Patriarchs: Living the Puzzle of Life

 

Now the LORD said to Abram, “Go out from your country, your relatives, and your father’s household to the land that I will show you. Then I will make you into a great nation, and I will bless you, and I will make your name great, so that you will exemplify divine blessing.

 How do you feel about puzzles? Me, I love them! And not just jigsaw puzzles, either. I love logic puzzles and math puzzles and sudoku and picture puzzles. I have an app, Puzzle Pages, that I use on my phone almost every day. In fact, it’s the only game I’ve had a paid subscription to for years. At bed time, this is how I wind down, how I start to shut down my brain, I break out a puzzle!

 I do, also, enjoy doing jigsaw puzzles. I often do them with my daughter, in fact I’m hoping to do that this week when she visits. We’ll clear everything off the coffee table and put the puzzle felt* on it.
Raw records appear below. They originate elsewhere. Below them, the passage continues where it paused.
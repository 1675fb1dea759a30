//! Annual returns and rolling volatility over the full daily history.

use std::num::NonZeroUsize;

use comfy_table::{Cell, ContentArrangement, Table, presets::UTF8_FULL};
use market_data::DataProvider;
use stock_stats::{annual_returns, rolling_volatility};
use tracing::warn;

use crate::{
    cache::FetchCache,
    session::Session,
    views::{format_timestamp, signed_percent},
};

/// Trailing volatility points shown under the latest reference value.
const RECENT_POINTS: usize = 5;

pub async fn render(
    session: &mut Session,
    cache: &mut FetchCache,
    provider: &dyn DataProvider,
    window: NonZeroUsize,
    trading_periods: u32,
) {
    let request = session.daily_max_request();
    let fetched = match cache.get_or_fetch(provider, &request).await {
        Ok(fetched) => fetched,
        Err(err) => {
            warn!(symbol = %request.symbol, error = %err, "history fetch failed");
            eprintln!("Could not fetch data for '{}': {err}", request.symbol);
            return;
        }
    };

    if fetched.series.is_empty() {
        eprintln!("Not enough data to calculate annual performance.");
        return;
    }
    session.store_daily_max(fetched.series.clone());
    let series = &fetched.series;

    println!(
        "{} | full daily history, {} bars | volatility window {} days",
        session.symbol(),
        series.len(),
        window
    );

    let table = annual_returns(series);
    if table.is_empty() {
        eprintln!("Not enough data to calculate annual performance.");
    } else {
        let mut out = Table::new();
        out.load_preset(UTF8_FULL)
            .set_content_arrangement(ContentArrangement::Dynamic)
            .set_header(vec!["Year", "Annualized return"]);
        for (year, percent) in table.iter() {
            out.add_row(vec![
                Cell::new(year.to_string()),
                Cell::new(signed_percent(percent)),
            ]);
        }
        println!("\nAnnual performance:");
        println!("{out}");
    }

    let volatility = rolling_volatility(series, window, trading_periods);
    match volatility.latest() {
        None => {
            eprintln!("Not enough data for a {window}-day volatility window.");
        }
        Some(latest) => {
            println!(
                "\nHistorical volatility (annualized, {trading_periods} periods/yr): latest {:.2}%",
                latest * 100.0
            );

            let points = volatility.points();
            let start = points.len().saturating_sub(RECENT_POINTS);
            let mut out = Table::new();
            out.load_preset(UTF8_FULL)
                .set_content_arrangement(ContentArrangement::Dynamic)
                .set_header(vec!["Date", "Volatility"]);
            for point in &points[start..] {
                out.add_row(vec![
                    Cell::new(format_timestamp(point.timestamp, series.interval())),
                    Cell::new(format!("{:.2}%", point.value * 100.0)),
                ]);
            }
            println!("{out}");
        }
    }
}
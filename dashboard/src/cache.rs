//! In-memory memoization of history fetches.
//!
//! Keyed by the full request triple, so the same symbol at two different
//! ranges occupies two entries. The cache is never authoritative: every
//! entry is reproducible from its key, so there is no eviction or
//! persistence. Unbounded is fine at interactive scale (a handful of
//! symbols per run).

use std::collections::HashMap;

use market_data::{DataProvider, FetchedHistory, HistoryRequest, ProviderError};
use tracing::debug;

#[derive(Debug, Default)]
pub struct FetchCache {
    entries: HashMap<HistoryRequest, FetchedHistory>,
}

impl FetchCache {
    pub fn new() -> Self {
        Self::default()
    }

    pub fn len(&self) -> usize {
        self.entries.len()
    }

    pub fn is_empty(&self) -> bool {
        self.entries.is_empty()
    }

    /// Returns the cached result for `request`, fetching and storing it on
    /// a miss. Failed fetches are not cached, so a retry goes back to the
    /// provider.
    pub async fn get_or_fetch(
        &mut self,
        provider: &dyn DataProvider,
        request: &HistoryRequest,
    ) -> Result<FetchedHistory, ProviderError> {
        if let Some(hit) = self.entries.get(request) {
            debug!(symbol = %request.symbol, period = %request.period, interval = %request.interval, "cache hit");
            return Ok(hit.clone());
        }

        debug!(symbol = %request.symbol, period = %request.period, interval = %request.interval, "cache miss, fetching");
        let fetched = provider.fetch_history(request).await?;
        self.entries.insert(request.clone(), fetched.clone());
        Ok(fetched)
    }
}

#[cfg(test)]
mod tests {
    use super::*;
    use async_trait::async_trait;
    use market_data::{Interval, Period, PriceSeries, SymbolInfo};
    use std::sync::atomic::{AtomicUsize, Ordering};

    /// Counts fetches; fails for the symbol "FAIL".
    #[derive(Default)]
    struct CountingProvider {
        calls: AtomicUsize,
    }

    #[async_trait]
    impl DataProvider for CountingProvider {
        async fn fetch_history(
            &self,
            request: &HistoryRequest,
        ) -> Result<FetchedHistory, ProviderError> {
            self.calls.fetch_add(1, Ordering::SeqCst);
            if request.symbol == "FAIL" {
                return Err(ProviderError::Api("boom".to_string()));
            }
            Ok(FetchedHistory {
                series: PriceSeries::empty(request.symbol.clone(), request.interval),
                info: SymbolInfo::default(),
            })
        }
    }

    fn request(symbol: &str, period: Period) -> HistoryRequest {
        HistoryRequest::new(symbol, period, Interval::Day)
    }

    #[tokio::test]
    async fn repeated_requests_fetch_once() {
        let provider = CountingProvider::default();
        let mut cache = FetchCache::new();
        let req = request("AAPL", Period::YearToDate);

        cache.get_or_fetch(&provider, &req).await.unwrap();
        cache.get_or_fetch(&provider, &req).await.unwrap();
        cache.get_or_fetch(&provider, &req).await.unwrap();

        assert_eq!(provider.calls.load(Ordering::SeqCst), 1);
        assert_eq!(cache.len(), 1);
    }

    #[tokio::test]
    async fn distinct_ranges_are_distinct_entries() {
        let provider = CountingProvider::default();
        let mut cache = FetchCache::new();

        cache
            .get_or_fetch(&provider, &request("AAPL", Period::YearToDate))
            .await
            .unwrap();
        cache
            .get_or_fetch(&provider, &request("AAPL", Period::Max))
            .await
            .unwrap();

        assert_eq!(provider.calls.load(Ordering::SeqCst), 2);
        assert_eq!(cache.len(), 2);
    }

    #[tokio::test]
    async fn failed_fetches_are_not_cached() {
        let provider = CountingProvider::default();
        let mut cache = FetchCache::new();
        let req = request("FAIL", Period::YearToDate);

        assert!(cache.get_or_fetch(&provider, &req).await.is_err());
        assert!(cache.get_or_fetch(&provider, &req).await.is_err());

        assert_eq!(provider.calls.load(Ordering::SeqCst), 2);
        assert!(cache.is_empty());
    }
}
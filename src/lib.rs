#![warn(missing_docs, clippy::all, clippy::pedantic)]
#![allow(
    clippy::needless_return,
    clippy::missing_docs_in_private_items,
    clippy::module_name_repetitions,
    clippy::non_ascii_literal
)]

//! calcfn, a crate compiling mathematical formulas to native functions.
//!
//! Formulas are typed by users at run time, and depend on a single variable
//! `x`. Each one is compiled, with Cranelift, to a function that can then be
//! called like any other. The easiest way to use this crate is through
//! [`prepare_compiler`]:
//!
//! ```
//! let compiler = calcfn::prepare_compiler();
//! let function = compiler.compile("sin(x) + 1").unwrap();
//! assert_eq!(function.invoke(0.0), 1.0);
//! ```
//!
//! Names of the math library are recognized whatever their case, and so is
//! the variable:
//!
//! ```
//! let compiler = calcfn::prepare_compiler();
//! let function = compiler.compile("Pi * X").unwrap();
//! assert_eq!(function.invoke(2.0), 2.0 * std::f64::consts::PI);
//! ```
//!
//! A formula that does not compile gives back every problem found in it:
//!
//! ```
//! let compiler = calcfn::prepare_compiler();
//! let error = compiler.compile("banana(x) + y").unwrap_err();
//! assert_eq!(error.to_string(), "2 errors occurred in compilation.");
//! for diagnostic in error.diagnostics() {
//!     assert_eq!(diagnostic.code, "CF0101");
//! }
//! ```
//!
//! The compilation can be configured with [`CompileOptions`], and code can be
//! generated by another [`Backend`]:
//!
//! ```
//! use calcfn::{CompileOptions, Compiler, Interpreter, ReturnType};
//!
//! let options = CompileOptions {
//!     return_type: ReturnType::F32,
//!     ..CompileOptions::default()
//! };
//! let compiler = Compiler::new().with_backend(Interpreter).with_options(options);
//! let function = compiler.compile("x / 3").unwrap();
//! assert_eq!(function.invoke(1.0), f64::from(1.0_f32 / 3.0));
//! ```
//!
//! # Language definition
//!
//! A formula can contain the following elements:
//!
//! - float literal values: `12.456`, `.5`, `0.0045e78`, ...;
//! - the variable `x`;
//! - left and right parenthesis;
//! - mathematical operators: `+` for addition, `-` for subtraction, `*` for
//!   multiplication, `/` for division, `%` for the truncated remainder and
//!   `^` for exponentiation. `-` and `+` can also be used as prefixes;
//! - the constants `pi` and `e`;
//! - function calls: `sin(x)`, `atan2(x, 2)`. The functions are `abs`,
//!   `acos`, `acosh`, `asin`, `asinh`, `atan`, `atan2`, `atanh`, `cbrt`,
//!   `ceil`, `cos`, `cosh`, `exp`, `floor`, `log`, `log10`, `log2`, `max`,
//!   `min`, `pow`, `round`, `sign`, `sin`, `sinh`, `sqrt`, `tan`, `tanh` and
//!   `truncate`.
//!
//! `^` binds tighter than prefix `-`, which binds tighter than `*`, `/` and
//! `%`, themselves tighter than `+` and `-`. `^` is right associative, other
//! operators are left associative.
//!
//! Evaluation follows floating point rules: division by zero gives an
//! infinity, `sqrt(-1)` gives NaN, and no function ever fails when called.
//!
//! # Technical details
//!
//! Recognized names are first qualified as paths into the `math` library.
//! The formula is then wrapped in a small code unit, checked by a
//! Shunting-Yard parser and a name binder, folded and finally handed to the
//! backend. Every compilation gets its own JIT module, freed when the
//! function is dropped.

#[macro_use]
extern crate lazy_static;
#[macro_use]
extern crate log;

mod ast;
mod backend;
mod compiler;
mod diagnostic;
mod error;
mod frontend;
mod function;
mod lexer;
pub mod library;
mod parser;
mod rewrite;
mod token;
mod unit;
mod vocabulary;

pub use ast::Ast;
pub use backend::{
    live_artifacts, Artifact, Backend, Compilation, CompileOptions, EntryPoint, Interpreter, Jit,
    NativeCode,
};
pub use compiler::{prepare_compiler, Compiler};
pub use diagnostic::{Diagnostic, Diagnostics, Severity};
pub use error::CompileError;
pub use frontend::{analyze, Analysis};
pub use function::CompiledFunction;
pub use lexer::is_identifier;
pub use rewrite::{rewrite, RewriteStrategy};
pub use unit::{CodeUnit, FunctionDecl, ReturnType};
pub use vocabulary::Vocabulary;
use std::fmt::{self, Display, Formatter};
use std::ops::Range;

/// Possible tokens to find in a code unit body
#[derive(Debug, Clone, PartialEq)]
pub enum Token {
    /// A number literal
    Number(f64),
    /// A name, possibly a `::` separated path
    Name(String),
    /// An operator
    Op(Op),
    /// Left parenthesis
    LParen,
    /// Right parenthesis
    RParen,
    /// Argument separator
    Comma,
}

/// A token and where it was found
#[derive(Debug, Clone, PartialEq)]
pub struct Spanned {
    pub token: Token,
    pub span: Range<usize>,
}

impl Display for Token {
    fn fmt(&self, fmt: &mut Formatter) -> fmt::Result {
        match *self {
            Self::Number(value) => write!(fmt, "number {}", value),
            Self::Name(ref name) => write!(fmt, "name '{}'", name),
            Self::Op(op) => write!(fmt, "'{}'", op),
            Self::LParen => write!(fmt, "'('"),
            Self::RParen => write!(fmt, "')'"),
            Self::Comma => write!(fmt, "','"),
        }
    }
}

/// Allowed operators in the algorithm
#[derive(Debug, Clone, Copy, PartialEq)]
pub enum Op {
    Plus,
    Minus,
    Mul,
    Div,
    Rem,
    Exp,
    /// Prefix minus. Never produced by the lexer, the parser turns a `Minus`
    /// in operand position into it.
    Neg,
}

impl Op {
    /// Get the operator precedence. Operators with higher precedence should be
    /// evaluated first.
    pub fn precedence(self) -> u8 {
        match self {
            Self::Plus | Self::Minus => 1,
            Self::Mul | Self::Div | Self::Rem => 2,
            Self::Neg => 3,
            Self::Exp => 4,
        }
    }

    /// Check if the operator is left associative
    pub fn is_left_associative(self) -> bool {
        match self {
            Self::Plus | Self::Minus | Self::Mul | Self::Div | Self::Rem => true,
            Self::Exp | Self::Neg => false,
        }
    }

    /// Check if the operator is right associative
    pub fn is_right_associative(self) -> bool {
        !self.is_left_associative()
    }
}

impl Display for Op {
    fn fmt(&self, fmt: &mut Formatter) -> fmt::Result {
        let symbol = match *self {
            Self::Plus => "+",
            Self::Minus | Self::Neg => "-",
            Self::Mul => "*",
            Self::Div => "/",
            Self::Rem => "%",
            Self::Exp => "^",
        };
        write!(fmt, "{}", symbol)
    }
}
I set up the box in such a way that we can both see the picture easily and then we break out the puzzle sorting boxes* my son got me for Christmas a few years ago and start sifting through for the edge pieces, because that’s how civilized people do puzzles (or so my Mom taught me). My husband, the barbarous man, just starts anywhere. He grabs a piece out the box and just puts it down, magically finding where it goes. That’s not for me. I like a plan, a path, a clear direction. As we’re looking for the edge pieces, the corner pieces will appear and we’ll compare them to the picture on the box to figure out where they go, giving our puzzle direction, much like the cornerstone I wrote about earlier.   
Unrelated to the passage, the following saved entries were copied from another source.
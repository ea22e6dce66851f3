use calcfn::{Compiler, Interpreter};
use clap::Parser;
use std::io::{self, BufRead, Write};

/// Read formulas of `x` from the standard input, and print their value.
#[derive(Parser, Debug)]
#[command(name = "calcfn", version, about)]
struct Cli {
    /// Value of `x` every formula is evaluated at
    #[arg(long, default_value_t = 42.0, allow_negative_numbers = true)]
    x: f64,

    /// Walk the expression tree instead of generating native code
    #[arg(long)]
    interpret: bool,
}

fn main() {
    env_logger::init();
    let args = Cli::parse();

    let compiler = if args.interpret {
        Compiler::new().with_backend(Interpreter)
    } else {
        calcfn::prepare_compiler()
    };

    let stdin = io::stdin();
    let mut lines = stdin.lock().lines();
    loop {
        print!("> ");
        if io::stdout().flush().is_err() {
            break;
        }
        let line = match lines.next() {
            Some(Ok(line)) => line,
            Some(Err(error)) => {
                eprintln!("error: {}", error);
                break;
            }
            None => break,
        };
        let formula = line.trim();
        if formula.is_empty() {
            continue;
        }

        match compiler.compile(formula) {
            Ok(function) => println!("{}", function.invoke(args.x)),
            Err(error) => {
                println!("Errors:");
                for diagnostic in error.diagnostics() {
                    println!("  {}", diagnostic);
                }
            }
        }
    }
}
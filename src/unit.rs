use crate::library::LIBRARY_PATH;
use std::fmt::{self, Display, Formatter};
use std::sync::atomic::{AtomicUsize, Ordering};

/// Namespace all generated evaluators live in
pub const NAMESPACE: &str = "formula_evaluator";
/// Name of the single function of a code unit
pub const ENTRY_POINT: &str = "execute";
/// Name of the function parameter
pub const PARAMETER: &str = "x";

static NEXT_TYPE_ID: AtomicUsize = AtomicUsize::new(0);

/// Numeric type the result of a unit is cast to
#[derive(Debug, Clone, Copy, PartialEq, Eq)]
pub enum ReturnType {
    F64,
    /// Results are rounded to single precision, then widened again.
    F32,
}

impl Default for ReturnType {
    fn default() -> Self {
        Self::F64
    }
}

impl ReturnType {
    /// Apply the cast to a computed value
    #[must_use]
    pub fn cast(self, value: f64) -> f64 {
        match self {
            Self::F64 => value,
            Self::F32 => f64::from(value as f32),
        }
    }
}

impl Display for ReturnType {
    fn fmt(&self, fmt: &mut Formatter) -> fmt::Result {
        match *self {
            Self::F64 => write!(fmt, "f64"),
            Self::F32 => write!(fmt, "f32"),
        }
    }
}

/// The one function of a code unit: `fn <name>(<parameter>: f64) -> f64`
/// returning `<body>` cast to `return_type`.
#[derive(Debug, Clone, PartialEq)]
pub struct FunctionDecl {
    pub name: &'static str,
    pub parameter: &'static str,
    pub return_type: ReturnType,
    pub body: String,
}

/// A minimal, independently compilable unit wrapping one expression.
///
/// # Examples
///
/// ```
/// # use calcfn::{CodeUnit, ReturnType};
/// let unit = CodeUnit::build("math::sin(x) + 1", ReturnType::F64);
/// assert_eq!(unit.imports, vec!["math"]);
/// assert_eq!(unit.function.name, "execute");
/// assert_eq!(unit.function.parameter, "x");
/// assert!(unit.to_string().contains("return (math::sin(x) + 1) as f64;"));
/// ```
#[derive(Debug, Clone, PartialEq)]
pub struct CodeUnit {
    pub namespace: &'static str,
    pub imports: Vec<&'static str>,
    /// Unique for the process, so that units never clash
    pub type_name: String,
    pub function: FunctionDecl,
}

impl CodeUnit {
    /// Wrap `expression` in a fresh unit. The expression is not checked.
    #[must_use]
    pub fn build(expression: &str, return_type: ReturnType) -> Self {
        let id = NEXT_TYPE_ID.fetch_add(1, Ordering::Relaxed);
        Self {
            namespace: NAMESPACE,
            imports: vec![LIBRARY_PATH],
            type_name: format!("Evaluator{}", id),
            function: FunctionDecl {
                name: ENTRY_POINT,
                parameter: PARAMETER,
                return_type,
                body: expression.to_owned(),
            },
        }
    }

    /// Symbol under which backends export the entry point
    #[must_use]
    pub fn symbol(&self) -> String {
        format!("{}.{}.{}", self.namespace, self.type_name, self.function.name)
    }

    /// The expression the function returns
    #[must_use]
    pub fn body(&self) -> &str {
        &self.function.body
    }
}

impl Display for CodeUnit {
    fn fmt(&self, fmt: &mut Formatter) -> fmt::Result {
        writeln!(fmt, "mod {} {{", self.namespace)?;
        for import in &self.imports {
            writeln!(fmt, "    use {};", import)?;
        }
        writeln!(fmt)?;
        writeln!(fmt, "    pub struct {};", self.type_name)?;
        writeln!(fmt)?;
        writeln!(fmt, "    impl {} {{", self.type_name)?;
        let function = &self.function;
        writeln!(
            fmt,
            "        pub fn {}({}: f64) -> f64 {{",
            function.name, function.parameter
        )?;
        writeln!(
            fmt,
            "            return ({}) as {};",
            function.body, function.return_type
        )?;
        writeln!(fmt, "        }}")?;
        writeln!(fmt, "    }}")?;
        write!(fmt, "}}")
    }
}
 One year, on our anniversary trip to the beach, my husband and I worked on a very unusual puzzle called “Lost in a Jigsaw.” I searched extensively and I don’t seem to have any pictures of it, nor is it available for purchase outside of ebay anymore. What was different about it? This puzzle didn’t have a picture! It was designed around a hedge maze built on the diagonal. There was a picture on the back to give you an idea of how it would go together, but that picture was assembled incorrectly on purpose. As we went along, we had to find pieces with similarities that we could group together. We did eventually finish it, but it was HARD!

 What really bugs me, though, is when you get all the way through a puzzle and find out you are missing THE LAST PIECE!!! This happened to us with a brand new puzzle we bought in London to help us commemorate our trip. To this day I have no idea what happened to that piece. We tore the living room apart looking for it for days! All I can figure is that it was package that way. How cruel is that?!?

 My absolute worst experience with a puzzle, though, had to be last year’s Christmas puzzle. Many (not all but most) Christmases I’ve bought a puzzle to put together. In the past, we’ve often done it as a family at the beach house after Christmas. Last year, I found a really fun-looking puzzle at Hobby Lobby that I grabbed to put together with my daughter. My youngest son and my husband actually joined in on the “fun” too! Fun is in quotes there because this puzzle WAS NOT FUN. In fact, I think it may have caused actual puzzle trauma! First off, the puzzle was super difficult to put together. So many of the pieces looked exactly the same, both in the sky area and the snow. Then there was the problem that multiple pieces would fit together. Like two or three different pieces would go into the same spot, so you could never be sure you quite had it right. Then came the final straw. At one point, a glass of water was spilled on the puzzle and, although it was mopped up quickly, enough water had saturated the puzzle felt that the puzzle itself became soaked. When I realized it the next day I tried to dry it by blowing a fan on it, but to my horror, the pictures on the pieces became detached and started blowing off! First one, then another. I started gluing them back on the pieces, but at one point a dozen or so blew off at the same time and I just quit. I’ve never quit on a puzzle before, but that was as far as I would go!

 What does ANY of this have to do with Abram you are probably wondering? Well, the devotional from Love God Greatly today shared, “Abram shows us what radical faith in God looks like. God doesn’t have to spell everything out in order for us to trust Him. More than likely, He is only going to give us one piece of the puzzle at a time.” This got my brain thinking about puzzles, how I like to go about doing them, and how that relates to life. You see, if given the choice, I’d like to have a simple puzzle with a picture that I could sort into nice little boxes and put together in the proper order. Sometimes in life this happens, though not very often to be fair. More often I am faced with a puzzle that I have to put together piece by piece without a picture, like with Lost in a Jigsaw. In fact, most of the time in life it feels like God is just giving me one piece of the puzzle at a time. Sometimes it’s a side piece that I can see immediate how it relates, but sometimes I think I’m holding piece for the puzzle that doesn’t have a spot yet, that has to wait for more pieces to come together before it can find its place. Charlie Brown taught me that even when I can put things together my way, with the picture and the sorting boxes and the edge pieces and everything, even then sometimes it doesn’t work out the way I thought it would. Sometimes the puzzle ends up in the trash can and we are left feeling unfulfilled and sad. I’m working through a season of life like that in a tragically broken family relationship.